He said: “Wait a moment till I remember it properly! What happened then? He rolled around the deck seven or eight times and then got to his feet again with the marlin spike still in his belly …”

“Ah!” said the listeners.

“Yes,” said August, himself overcome. He shook his head. Perhaps he had exceeded his own expectations.

“But did you kill him?” the lads asked in horror.

August drew back. Mattea was standing there listening. He didn’t want to seem a monster and a murderer. “I didn’t kill him,” he said. “A Malay and a Mohammedan like him—he doesn’t die from a piece of iron in his belly. No, he continued on with the marlin spike in him till we reached harbor and a doctor.”

“Why didn’t he pull it out?”

“Don’t you realize he would have bled to death …”

Many more stories and a great deal of crazy talk followed throughout the afternoon. Time passed. Edevart began thinking about practical matters and asked: “Have you written home about the boat?”

“No,” replied August. “I shan’t write. I’ll just send a telegram, express and reply paid and all that sort of thing. Ah, yes!” he added. “Those of us who know the ways of the world use the telegraph. Mattea, let’s have some coffee!”

But before the coffee arrived, August began to feel unwell. His face turned deathly pale and he had to go out. Our good August was by no means a practiced drinker. Not at all. He couldn’t take spirits. What happened was that when a suitable occasion offered he would go out on the loose. Given a chance, the carefree lad’s head would be swimming. He had plowed and harrowed the seas and reaped its harvests; and with every shore leave he had sown his seed anew. That’s the way it was. He said it himself often enough, made no attempt to conceal it.

He managed to mumble: “I’ll be back soon!” And went.

Edevart followed him out and said: “You should come aboard and lie down for a while.”

He answered: “Lie down? What do you mean? No!”

“If you lie down, it will soon pass.”

August, innocently and stubbornly: “What is there to pass? I’m not drunk. It was that cigar …”

Edevart: “But if only you were to sleep for a little while. I wish you would!”

August, stubbornly: “Sleep! In the middle of the day? Not likely!”

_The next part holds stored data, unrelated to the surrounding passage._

//! Lock-respecting digital output shared by every switching actuator.
//!
//! An [`Actuator`] hides relay polarity: `drive(true)` always means "load
//! powered" (valve open, buzzer sounding, TTL high), whichever electrical
//! level that takes.

use embedded_hal::digital::{OutputPin, PinState};
use log::{error, warn};

use crate::app::events::{ModuleAddress, Report};
use crate::error::{ActuatorError, SetupError};
use crate::pins::Bound;
use crate::safety::OutputLock;
use crate::sequencer::StageCtx;

/// Which electrical level powers the load.
#[derive(Debug, Clone, Copy, PartialEq, Eq)]
pub enum Polarity {
    ActiveHigh,
    ActiveLow,
}

impl Polarity {
    /// A normally-closed relay closes its load circuit when driven HIGH.
    pub const fn from_normally_closed(normally_closed: bool) -> Self {
        if normally_closed { Self::ActiveHigh } else { Self::ActiveLow }
    }

    pub const fn level(self, on: bool) -> PinState {
        match (self, on) {
            (Self::ActiveHigh, true) | (Self::ActiveLow, false) => PinState::High,
            _ => PinState::Low,
        }
    }
}

/// Event codes a switching line reports with.
#[derive(Debug, Clone, Copy)]
pub struct SwitchCodes {
    pub on: u8,
    pub off: u8,
    pub locked: u8,
}

/// One polarity-aware output line.
#[derive(Debug)]
pub struct Actuator<P> {
    line: Bound<P>,
    polarity: Polarity,
    on: bool,
}

impl<P: OutputPin> Actuator<P> {
    pub fn new(line: Bound<P>, polarity: Polarity) -> Self {
        Self {
            line,
            polarity,
            on: false,
        }
    }

    pub fn pin_number(&self) -> u8 {
        self.line.number()
    }

    pub fn polarity(&self) -> Polarity {
        self.polarity
    }

    /// Last level successfully written.
    pub fn is_on(&self) -> bool {
        self.on
    }

    /// Command-time write. Refused while the output lock is engaged.
    pub fn drive(&mut self, on: bool, lock: &OutputLock) -> Result<(), ActuatorError> {
        lock.check()?;
        self.write(on)
    }

    /// Setup-time write of a safe level; ignores the output lock.
    pub fn force(&mut self, on: bool) -> Result<(), SetupError> {
        let number = self.line.number();
        self.write(on)
            .map_err(|_| SetupError::PinWriteFailed(number))
    }

    fn write(&mut self, on: bool) -> Result<(), ActuatorError> {
        let level = self.polarity.level(on);
        let number = self.line.number();
        self.line.pin().set_state(level).map_err(|e| {
            error!("pin {}: write {:?} failed: {:?}", number, level, e);
            ActuatorError::PinWriteFailed
        })?;
        self.on = on;
        Ok(())
    }
}

/// Drive `line` and report the outcome: the on/off code on success,
/// `codes.locked` when the output lock refused the write.
pub(crate) fn switch<P: OutputPin>(
    line: &mut Actuator<P>,
    on: bool,
    codes: SwitchCodes,
    source: ModuleAddress,
    ctx: &mut StageCtx<'_, '_>,
) -> Result<(), ActuatorError> {
    match line.drive(on, ctx.svc.lock) {
        Ok(()) => {
            let code = if on { codes.on } else { codes.off };
            ctx.svc.emit(source, Report::code(code));
            Ok(())
        }
        Err(e) => {
            refused(source, codes.locked, e, ctx);
            Err(e)
        }
    }
}

/// Log a refused write and, for a lock refusal, report it.
pub(crate) fn refused(
    source: ModuleAddress,
    locked_code: u8,
    e: ActuatorError,
    ctx: &mut StageCtx<'_, '_>,
) {
    if e == ActuatorError::OutputLocked {
        warn!("module {}/{}: output locked, command aborted", source.kind, source.id);
        ctx.svc.emit(source, Report::code(locked_code));
    } else {
        error!("module {}/{}: {}, command aborted", source.kind, source.id, e);
    }
}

No, August was not receptive to new ideas of this kind. And, like drunk people everywhere, he was definitely not drunk. He was completely sober, utterly sober. It was just that wretched cigar …

Anyway, he recovered quickly outside, got some color back into his cheeks, and stood firm again on his feet. They both went in again.

What a sight met them! That damned young man and Mattea standing in the corner openly embracing each other!

The immediate result of this vision was that a stool suddenly hit the ceiling and fell back again on the table, smashing cups and glasses.